Drugs affected offenders in about 203 or 10 per cent of family violence cases between July, 2014 and March this year, MPs heard.
“[Ice] will destroy lives and families. That is the message we need to give our young people,” he said.
Assistant Commissioner Donna Adams told MPs that of 403 serious drug charges police made, they charged 145 offenders in relation to amphetamines.
Of all drug charges, 33 per cent were in relation to ice, Commissioner Hine said.
Rural Health Tasmania chief executive officer Rob Waterman said the flow-on effects of amphetamines in road safety and family violence were not discussed enough.
“That’s quite concerning there’s people on our roads now with methamphetamine in their system,” he said.
“I think police are doing a phenomenal job, they’re trying their hardest, but they’ve said they can’t [arrest] their way out of this.”
He said the figures showed the need for early intervention and prevention programs, which he estimated would cost $1.2 million to implement state wide.
“Methamphetamine ice use is taking this country by storm. It’s happening very quickly.”
Women’s Legal Service Tasmania chief executive officer Susan Fahey said amphetamines exacerbated family violence and could lead to deaths in those cases.
Police seizures of amphetamines in Tasmania increased 90 per cent in 2013-2014.
Tasmania Police Assistant Commissioner Richard Cowling said the targeting of serious drug offenders last year was reflected in the number of charges for serious drug offences and the increase in the amount of drugs seized during the period reported in budget estimates.
People who drove while under the influence of drugs continued to be a concern for police and one of the focuses of the force’s intelligence-led road safety strategies, he said.
“We use a targeted approach to oral fluid testing and have significantly increased the number of OFTs we undertake.
“This targeted approach results in a high number of positive results from the tests.
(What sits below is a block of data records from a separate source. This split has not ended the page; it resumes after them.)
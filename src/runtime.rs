//! Runtime for executing conversations
//!
//! Owns the live sessions and serializes turns per session. Different
//! sessions proceed concurrently.

mod executor;
mod session;
pub mod traits;

#[cfg(test)]
pub mod testing;

pub use executor::{CompletionSettings, ConversationRuntime};
pub use session::SessionSnapshot;
pub use traits::*;

use session::Session;

use crate::state_machine::{ConvContext, Script, TransitionError, TurnMode, TurnResult};
use chrono::{DateTime, Utc};
use std::collections::HashMap;
use std::sync::Arc;
use std::time::Duration;
use thiserror::Error;
use tokio::sync::{Mutex, RwLock};
use tokio::task::JoinHandle;

const MAX_SESSION_ID_LEN: usize = 128;

type SessionHandle = Arc<Mutex<Session>>;

/// Errors surfaced by session operations
#[derive(Debug, Error)]
pub enum SessionError {
    #[error("invalid session id: {0:?}")]
    InvalidId(String),
    #[error(transparent)]
    Transition(#[from] TransitionError),
    #[error("turn task failed: {0}")]
    TaskFailed(String),
}

/// Manager for all live sessions
pub struct SessionManager {
    script: Arc<Script>,
    runtime: Arc<ConversationRuntime>,
    sessions: RwLock<HashMap<String, SessionHandle>>,
    ttl: Duration,
}

impl SessionManager {
    pub fn new(script: Arc<Script>, runtime: ConversationRuntime, ttl: Duration) -> Self {
        Self {
            script,
            runtime: Arc::new(runtime),
            sessions: RwLock::new(HashMap::new()),
            ttl,
        }
    }

    pub fn script(&self) -> &Arc<Script> {
        &self.script
    }

    pub fn model_id(&self) -> &str {
        self.runtime.model_id()
    }

    /// Start a new session under a fresh id
    pub async fn create(&self) -> String {
        let id = uuid::Uuid::new_v4().to_string();
        let session = Session::new(ConvContext::new(id.clone(), self.script.clone()), Utc::now());
        self.sessions
            .write()
            .await
            .insert(id.clone(), Arc::new(Mutex::new(session)));
        tracing::info!(session_id = %id, "Created session");
        id
    }

    async fn get_or_create(&self, id: &str) -> Result<SessionHandle, SessionError> {
        validate_session_id(id)?;

        if let Some(handle) = self.sessions.read().await.get(id) {
            return Ok(handle.clone());
        }

        let mut sessions = self.sessions.write().await;
        let handle = sessions.entry(id.to_string()).or_insert_with(|| {
            tracing::info!(session_id = %id, "Created session on first message");
            let context = ConvContext::new(id, self.script.clone());
            Arc::new(Mutex::new(Session::new(context, Utc::now())))
        });
        Ok(handle.clone())
    }

    /// Run one turn on the session named `id`, creating it if needed.
    ///
    /// Turns on the same session run one after another in arrival order.
    /// The turn runs on its own task so a dropped caller cannot leave the
    /// session half-updated.
    pub async fn handle_turn(
        &self,
        id: &str,
        text: String,
        mode: TurnMode,
    ) -> Result<TurnResult, SessionError> {
        let handle = self.get_or_create(id).await?;
        let runtime = self.runtime.clone();

        let task = tokio::spawn(async move {
            let mut session = handle.lock_owned().await;
            let result = runtime.run_turn(&mut session, text, mode).await;
            session.touch(Utc::now());
            result
        });

        task.await
            .map_err(|e| SessionError::TaskFailed(e.to_string()))?
            .map_err(SessionError::from)
    }

    pub async fn snapshot(&self, id: &str) -> Option<SessionSnapshot> {
        let handle = self.sessions.read().await.get(id).cloned()?;
        let session = handle.lock().await;
        Some(session.snapshot())
    }

    pub async fn remove(&self, id: &str) -> bool {
        let removed = self.sessions.write().await.remove(id).is_some();
        if removed {
            tracing::info!(session_id = %id, "Removed session");
        }
        removed
    }

    pub async fn session_count(&self) -> usize {
        self.sessions.read().await.len()
    }

    /// Drop sessions idle for longer than the TTL. Sessions that are in
    /// use are kept.
    pub async fn sweep_expired(&self, now: DateTime<Utc>) -> usize {
        let mut sessions = self.sessions.write().await;
        let before = sessions.len();
        sessions.retain(|_, handle| {
            // Another holder means a turn or snapshot is in flight
            if Arc::strong_count(handle) > 1 {
                return true;
            }
            match handle.try_lock() {
                Ok(session) => !session.is_expired(now, self.ttl),
                Err(_) => true,
            }
        });
        before - sessions.len()
    }

    /// Periodically sweep expired sessions until the process exits
    pub fn spawn_sweeper(self: &Arc<Self>, interval: Duration) -> JoinHandle<()> {
        let manager = Arc::clone(self);
        let interval = interval.max(Duration::from_secs(1));
        tokio::spawn(async move {
            let mut ticker = tokio::time::interval(interval);
            // First tick completes immediately
            ticker.tick().await;
            loop {
                ticker.tick().await;
                let removed = manager.sweep_expired(Utc::now()).await;
                if removed > 0 {
                    tracing::info!(removed, "Swept expired sessions");
                }
            }
        })
    }
}

fn validate_session_id(id: &str) -> Result<(), SessionError> {
    let valid = !id.is_empty()
        && id.len() <= MAX_SESSION_ID_LEN
        && id
            .chars()
            .all(|c| c.is_ascii_alphanumeric() || c == '-' || c == '_');
    if valid {
        Ok(())
    } else {
        Err(SessionError::InvalidId(id.to_string()))
    }
}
Note that these figures do not reflect illicit drug use in the general driver population.”
Health Minister Michael Ferguson said the figures supported the state government’s view that there was a serious problem to confront.
The government allocated an additional $4.8 million in the recent state budget to tackle the problem of ice and other drugs in Tasmania, he said.
“There has also been collaboration among the police, [departments of] health, justice and the community sector in addressing this issue.”
This spending would fund 11 recommendations of last year’s report into the North-West’s ice use, Mr Ferguson said.
The funding included 12 new residential rehabilitation beds with a priority in the North-West, he said.
This story Administrator ready to work first appeared on Nanjing Night Net.